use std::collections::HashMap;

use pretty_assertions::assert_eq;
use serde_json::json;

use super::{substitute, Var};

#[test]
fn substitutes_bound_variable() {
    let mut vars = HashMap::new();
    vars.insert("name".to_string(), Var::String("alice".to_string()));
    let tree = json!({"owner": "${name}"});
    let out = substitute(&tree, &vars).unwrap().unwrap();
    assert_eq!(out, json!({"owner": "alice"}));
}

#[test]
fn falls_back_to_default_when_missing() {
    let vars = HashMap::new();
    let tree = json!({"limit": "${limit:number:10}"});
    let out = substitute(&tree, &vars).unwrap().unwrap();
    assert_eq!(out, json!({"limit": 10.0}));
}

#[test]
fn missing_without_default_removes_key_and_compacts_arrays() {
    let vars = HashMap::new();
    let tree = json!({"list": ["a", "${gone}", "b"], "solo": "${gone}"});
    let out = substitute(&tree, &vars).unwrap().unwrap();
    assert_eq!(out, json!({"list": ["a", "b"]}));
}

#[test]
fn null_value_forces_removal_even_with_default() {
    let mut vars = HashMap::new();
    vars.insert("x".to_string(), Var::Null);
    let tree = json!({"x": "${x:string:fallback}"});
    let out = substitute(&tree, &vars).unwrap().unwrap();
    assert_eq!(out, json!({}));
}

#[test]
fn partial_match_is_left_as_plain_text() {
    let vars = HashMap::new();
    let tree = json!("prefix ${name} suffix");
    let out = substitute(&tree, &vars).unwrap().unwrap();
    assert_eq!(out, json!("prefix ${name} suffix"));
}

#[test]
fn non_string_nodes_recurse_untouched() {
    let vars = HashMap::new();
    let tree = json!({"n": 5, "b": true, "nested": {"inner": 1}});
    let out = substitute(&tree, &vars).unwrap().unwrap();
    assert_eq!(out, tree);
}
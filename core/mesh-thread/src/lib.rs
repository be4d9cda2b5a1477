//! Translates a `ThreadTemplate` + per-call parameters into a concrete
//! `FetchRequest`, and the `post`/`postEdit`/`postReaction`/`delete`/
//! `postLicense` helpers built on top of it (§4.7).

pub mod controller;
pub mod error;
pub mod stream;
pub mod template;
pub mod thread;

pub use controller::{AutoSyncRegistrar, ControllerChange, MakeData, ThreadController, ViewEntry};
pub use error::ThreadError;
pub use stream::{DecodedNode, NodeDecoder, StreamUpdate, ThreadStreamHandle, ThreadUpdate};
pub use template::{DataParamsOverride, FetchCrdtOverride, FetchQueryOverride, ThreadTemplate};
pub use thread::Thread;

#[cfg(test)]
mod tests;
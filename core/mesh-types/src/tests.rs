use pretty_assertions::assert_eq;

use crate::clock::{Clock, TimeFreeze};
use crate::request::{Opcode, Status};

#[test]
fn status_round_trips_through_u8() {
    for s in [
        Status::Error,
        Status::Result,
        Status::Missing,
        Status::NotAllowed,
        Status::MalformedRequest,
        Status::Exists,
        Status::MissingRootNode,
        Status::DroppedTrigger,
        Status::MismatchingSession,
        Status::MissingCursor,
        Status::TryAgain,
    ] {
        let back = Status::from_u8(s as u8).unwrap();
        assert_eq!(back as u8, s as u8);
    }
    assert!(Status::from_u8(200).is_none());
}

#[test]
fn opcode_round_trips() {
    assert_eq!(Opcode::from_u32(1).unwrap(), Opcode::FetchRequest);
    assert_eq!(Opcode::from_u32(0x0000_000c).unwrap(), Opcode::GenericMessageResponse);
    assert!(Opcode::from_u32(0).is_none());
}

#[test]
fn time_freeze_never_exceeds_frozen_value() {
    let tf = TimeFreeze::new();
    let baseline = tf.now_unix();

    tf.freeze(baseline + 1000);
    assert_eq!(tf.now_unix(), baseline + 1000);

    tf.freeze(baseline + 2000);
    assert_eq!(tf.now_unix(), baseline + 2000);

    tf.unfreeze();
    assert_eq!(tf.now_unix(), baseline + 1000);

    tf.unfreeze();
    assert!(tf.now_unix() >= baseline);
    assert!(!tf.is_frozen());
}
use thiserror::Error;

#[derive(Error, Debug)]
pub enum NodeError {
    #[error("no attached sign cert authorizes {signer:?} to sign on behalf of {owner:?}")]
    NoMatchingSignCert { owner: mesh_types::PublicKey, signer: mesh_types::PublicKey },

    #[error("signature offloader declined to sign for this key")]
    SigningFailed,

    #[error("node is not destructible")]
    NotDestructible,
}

::::::::

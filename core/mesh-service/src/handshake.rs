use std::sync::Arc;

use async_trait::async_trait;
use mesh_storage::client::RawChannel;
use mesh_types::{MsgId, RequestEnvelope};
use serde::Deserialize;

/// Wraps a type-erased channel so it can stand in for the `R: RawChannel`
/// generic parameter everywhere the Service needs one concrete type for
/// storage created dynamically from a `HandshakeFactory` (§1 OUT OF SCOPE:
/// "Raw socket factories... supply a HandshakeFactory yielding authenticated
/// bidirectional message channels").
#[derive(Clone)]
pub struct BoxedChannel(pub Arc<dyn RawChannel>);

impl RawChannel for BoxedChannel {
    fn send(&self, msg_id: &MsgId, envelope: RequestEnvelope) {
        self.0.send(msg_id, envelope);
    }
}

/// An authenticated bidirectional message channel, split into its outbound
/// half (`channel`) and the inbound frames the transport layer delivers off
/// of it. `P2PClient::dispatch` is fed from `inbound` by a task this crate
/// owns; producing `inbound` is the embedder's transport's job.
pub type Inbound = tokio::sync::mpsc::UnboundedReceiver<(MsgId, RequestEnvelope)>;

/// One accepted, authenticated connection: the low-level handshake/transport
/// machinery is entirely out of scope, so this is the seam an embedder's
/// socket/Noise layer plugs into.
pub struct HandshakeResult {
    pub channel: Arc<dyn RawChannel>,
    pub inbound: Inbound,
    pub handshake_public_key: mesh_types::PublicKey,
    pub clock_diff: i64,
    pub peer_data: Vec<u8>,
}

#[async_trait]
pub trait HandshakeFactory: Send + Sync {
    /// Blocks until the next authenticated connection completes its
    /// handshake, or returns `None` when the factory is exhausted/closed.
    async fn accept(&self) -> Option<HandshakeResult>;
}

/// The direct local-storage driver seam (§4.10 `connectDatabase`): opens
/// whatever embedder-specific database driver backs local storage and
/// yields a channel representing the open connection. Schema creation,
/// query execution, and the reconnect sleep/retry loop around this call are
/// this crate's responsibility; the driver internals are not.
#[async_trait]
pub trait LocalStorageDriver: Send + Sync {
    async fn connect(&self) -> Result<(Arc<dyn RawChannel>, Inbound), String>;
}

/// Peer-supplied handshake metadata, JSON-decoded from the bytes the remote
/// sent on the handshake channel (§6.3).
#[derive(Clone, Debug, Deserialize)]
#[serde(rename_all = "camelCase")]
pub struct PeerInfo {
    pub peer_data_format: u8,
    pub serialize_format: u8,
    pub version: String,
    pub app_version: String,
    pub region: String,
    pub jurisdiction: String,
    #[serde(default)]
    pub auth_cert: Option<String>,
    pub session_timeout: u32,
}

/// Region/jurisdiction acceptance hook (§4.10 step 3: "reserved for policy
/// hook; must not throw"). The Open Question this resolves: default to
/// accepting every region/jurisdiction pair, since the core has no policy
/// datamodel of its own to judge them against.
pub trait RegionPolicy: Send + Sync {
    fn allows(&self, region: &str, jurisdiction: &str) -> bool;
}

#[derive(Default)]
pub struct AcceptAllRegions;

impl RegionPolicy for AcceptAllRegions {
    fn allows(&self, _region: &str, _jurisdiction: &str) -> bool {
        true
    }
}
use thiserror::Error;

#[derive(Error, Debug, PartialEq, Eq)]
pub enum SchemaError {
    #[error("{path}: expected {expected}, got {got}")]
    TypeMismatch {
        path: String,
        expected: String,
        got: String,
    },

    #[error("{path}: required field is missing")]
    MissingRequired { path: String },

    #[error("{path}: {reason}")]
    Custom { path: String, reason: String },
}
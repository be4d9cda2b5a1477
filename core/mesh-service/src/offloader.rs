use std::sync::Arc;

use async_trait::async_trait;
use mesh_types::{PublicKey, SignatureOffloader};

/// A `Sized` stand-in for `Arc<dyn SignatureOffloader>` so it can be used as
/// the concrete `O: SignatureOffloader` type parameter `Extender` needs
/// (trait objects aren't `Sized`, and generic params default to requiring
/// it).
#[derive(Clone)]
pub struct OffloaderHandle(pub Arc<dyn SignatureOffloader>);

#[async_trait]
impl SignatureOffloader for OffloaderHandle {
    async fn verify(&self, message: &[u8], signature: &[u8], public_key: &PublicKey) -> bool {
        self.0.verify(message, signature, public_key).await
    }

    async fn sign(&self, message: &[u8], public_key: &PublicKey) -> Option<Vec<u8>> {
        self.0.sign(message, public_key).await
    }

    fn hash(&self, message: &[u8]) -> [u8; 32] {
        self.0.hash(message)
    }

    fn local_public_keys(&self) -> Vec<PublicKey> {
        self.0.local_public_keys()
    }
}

::::::::

--- Problem statement ---
Above this instruction are the records; retype exactly the lines from the one containing "fn allows(&self, _region: &str, _jurisdiction: &str)" up to and including the one containing "required field is".

--- Task output ---
    fn allows(&self, _region: &str, _jurisdiction: &str) -> bool {
        true
    }
}
use thiserror::Error;

#[derive(Error, Debug, PartialEq, Eq)]
pub enum SchemaError {
    #[error("{path}: expected {expected}, got {got}")]
    TypeMismatch {
        path: String,
        expected: String,
        got: String,
    },

    #[error("{path}: required field is missing")]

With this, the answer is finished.